Anonymous More than 1 year ago
I received a copy of THREE CUPS by Tony Townsley and Mark St. Germain, from Thomas Nelson via BookSneeze. It is a children's book, intended to teach young people how to manage their money. On a special occasion, such as a child's fifth birthday, they are given three cups from the kitchen cabinet. The first cup is labeled "give," the second is labeled "save," and the third is labeled "spend." Whenever the child earns money, such as from allowance or a job, they divide the money between each cup. When the "saving" cup becomes full, the child learns how to put money into the bank. At the end of the story, the main character's savings are spent on college. The money from the "giving" cup is donated to organizations and the church. This teaches children how to help others and feel good about themselves. The "spending" cup allows the child to use their money for things they want. The book encourages parents and guardians to make a list of possible items the child may want. The three cups method works much better than a piggy bank, for example, where all the money goes into one place. It is a good visual to show children how to manage their money. I have my degree in elementary education, and recognize this as a great book for classrooms. I will keep it for my own, and also share it with my future children someday. The book makes a valuable gift. It could even be presented with three cups.

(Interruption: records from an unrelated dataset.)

// Copyright 2025 Dustin McAfee
//
// Licensed under the Apache License, Version 2.0 (the "License");
// you may not use this file except in compliance with the License.
// You may obtain a copy of the License at
//
//     http://www.apache.org/licenses/LICENSE-2.0
//
// Unless required by applicable law or agreed to in writing, software
// distributed under the License is distributed on an "AS IS" BASIS,
// WITHOUT WARRANTIES OR CONDITIONS OF ANY KIND, either express or implied.
// See the License for the specific language governing permissions and
// limitations under the License.

//! Error types for the RFB server.
//!
//! Every protocol or transport failure terminates the connection it occurred
//! on; none of these errors escape the per-connection serve boundary.

use thiserror::Error;

/// The canonical error type for RFB connections.
#[derive(Debug, Error)]
pub enum RfbError {
    /// The socket read or write failed, or the peer closed the stream.
    #[error("i/o error: {0}")]
    Io(#[from] std::io::Error),

    /// The client offered a protocol version other than 3.3, 3.7 or 3.8.
    #[error("unsupported protocol version {0:?}")]
    UnsupportedVersion(String),

    /// The client selected a security type other than None.
    #[error("unsupported security type {0}")]
    UnsupportedSecurityType(u8),

    /// The command loop read a message type byte it does not know.
    #[error("unknown client message type {0}")]
    UnknownMessageType(u8),

    /// The client sent a message this server deliberately does not handle.
    #[error("unsupported client message: {0}")]
    UnsupportedMessage(&'static str),

    /// The client requested a per-channel max value the transcoder cannot
    /// quantize to (only 0x1F and 0x03 are supported).
    #[error("unsupported channel max value {0:#x}")]
    UnsupportedChannelMax(u16),

    /// The client requested a bits-per-pixel outside 8/16/32.
    #[error("unsupported bits-per-pixel {0}")]
    UnsupportedBitsPerPixel(u8),

    /// The client requested an indexed-colour (colour map) pixel format.
    #[error("colour map pixel formats are not supported")]
    ColourMapNotSupported,

    /// The host compared two frames of different dimensions.
    #[error("frame bounds mismatch: {prev_width}x{prev_height} vs {next_width}x{next_height}")]
    BoundsMismatch {
        /// Width of the previously transmitted frame.
        prev_width: u16,
        /// Height of the previously transmitted frame.
        prev_height: u16,
        /// Width of the new frame.
        next_width: u16,
        /// Height of the new frame.
        next_height: u16,
    },

    /// The host asked the comparator to diff two absent frames.
    #[error("cannot compare two absent frames")]
    NoFramesToCompare,

    /// An internal per-connection channel closed while the connection was
    /// still serving.
    #[error("connection channel closed")]
    ChannelClosed,
}

/// Convenience alias used throughout the crate.
pub type Result<T> = std::result::Result<T, RfbError>;
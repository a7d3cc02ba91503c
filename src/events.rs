// Copyright 2025 Dustin McAfee
//
// Licensed under the Apache License, Version 2.0 (the "License");
// you may not use this file except in compliance with the License.
// You may obtain a copy of the License at
//
//     http://www.apache.org/licenses/LICENSE-2.0
//
// Unless required by applicable law or agreed to in writing, software
// distributed under the License is distributed on an "AS IS" BASIS,
// WITHOUT WARRANTIES OR CONDITIONS OF ANY KIND, either express or implied.
// See the License for the specific language governing permissions and
// limitations under the License.

//! Input events a connection delivers to the host application.

/// An input event from the client, delivered on a connection's event
/// stream. The stream closes exactly once, when the connection terminates.
#[derive(Debug, Clone, Copy, PartialEq, Eq)]
pub enum InputEvent {
    /// A key press or release.
    Key {
        /// True if the key is pressed, false if released.
        down: bool,
        /// The X Window System keysym of the key.
        key: u32,
    },

    /// A pointer (mouse) movement or button event.
    Pointer {
        /// Bitmask of pressed buttons (bit 0 = left, bit 1 = middle,
        /// bit 2 = right, bits 3-4 = scroll wheel).
        button_mask: u8,
        /// X coordinate of the pointer.
        x: u16,
        /// Y coordinate of the pointer.
        y: u16,
    },
}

bookreviewer1977 More than 1 year ago
Both my husband and I grew up in families that taught us the importance of managing our money well. And for both of us, that translated into good spending/saving habits as adults as well. Now that our kids are getting older, we've been talking about how to pass responsible money habits to them. So I was happy to get a chance to review Three Cups, a book about teaching kids basic money management skills. This is a really sweet little book with a good message and beautiful illustrations. The book suggests a good spending/saving/giving system using cups, so that kids can visibly see where their money is going. It also suggests getting kids involved with opening bank accounts- it's important for them to understand the whole process. We enjoyed reading Three Cups, and we will definitely be implementing a saving/spending/giving system based on the ideas in the book. Disclosure: I received a copy of this book to review for myself. I was not compensated in any other way and all opinions posted here are mine and mine alone.